Saved entries:
☆ ☆ ☆ ☆ ☆ ☆ ☆
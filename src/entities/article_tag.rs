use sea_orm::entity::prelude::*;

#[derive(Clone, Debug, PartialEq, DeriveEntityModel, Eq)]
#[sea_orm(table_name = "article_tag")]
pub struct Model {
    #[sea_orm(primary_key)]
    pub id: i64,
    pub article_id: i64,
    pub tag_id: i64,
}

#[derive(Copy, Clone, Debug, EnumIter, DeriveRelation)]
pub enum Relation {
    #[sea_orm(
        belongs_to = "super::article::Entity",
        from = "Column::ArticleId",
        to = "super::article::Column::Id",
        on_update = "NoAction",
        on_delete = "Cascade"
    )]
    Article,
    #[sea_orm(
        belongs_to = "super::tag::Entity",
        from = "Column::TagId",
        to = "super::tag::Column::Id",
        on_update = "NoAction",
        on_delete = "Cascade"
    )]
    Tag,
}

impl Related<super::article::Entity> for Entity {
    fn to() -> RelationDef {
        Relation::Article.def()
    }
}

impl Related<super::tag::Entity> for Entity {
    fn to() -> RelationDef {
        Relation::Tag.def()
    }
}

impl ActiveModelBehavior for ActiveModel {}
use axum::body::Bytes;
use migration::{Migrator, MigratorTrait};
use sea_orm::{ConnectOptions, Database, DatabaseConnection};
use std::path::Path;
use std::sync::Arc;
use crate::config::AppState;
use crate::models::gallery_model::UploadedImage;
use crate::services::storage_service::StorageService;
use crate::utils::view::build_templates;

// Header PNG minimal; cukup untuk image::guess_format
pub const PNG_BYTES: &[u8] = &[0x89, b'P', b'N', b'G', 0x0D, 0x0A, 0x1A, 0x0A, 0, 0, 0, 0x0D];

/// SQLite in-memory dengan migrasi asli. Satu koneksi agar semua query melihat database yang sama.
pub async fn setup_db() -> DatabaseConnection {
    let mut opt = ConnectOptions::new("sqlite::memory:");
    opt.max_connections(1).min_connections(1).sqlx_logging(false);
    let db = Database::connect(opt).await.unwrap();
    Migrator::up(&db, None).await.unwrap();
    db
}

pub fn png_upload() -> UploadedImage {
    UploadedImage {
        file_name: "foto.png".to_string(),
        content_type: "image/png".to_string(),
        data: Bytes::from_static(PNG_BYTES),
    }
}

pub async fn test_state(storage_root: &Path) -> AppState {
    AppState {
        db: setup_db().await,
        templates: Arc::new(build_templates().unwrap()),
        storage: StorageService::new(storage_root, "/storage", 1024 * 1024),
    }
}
☆ ☆ ☆ ☆ ☆ ☆ ☆
> _What to produce_
Write down every line of the data above that includes the string "Migrator".

> _The completed task_
use migration::{Migrator, MigratorTrait};
    Migrator::up(&db, None).await.unwrap();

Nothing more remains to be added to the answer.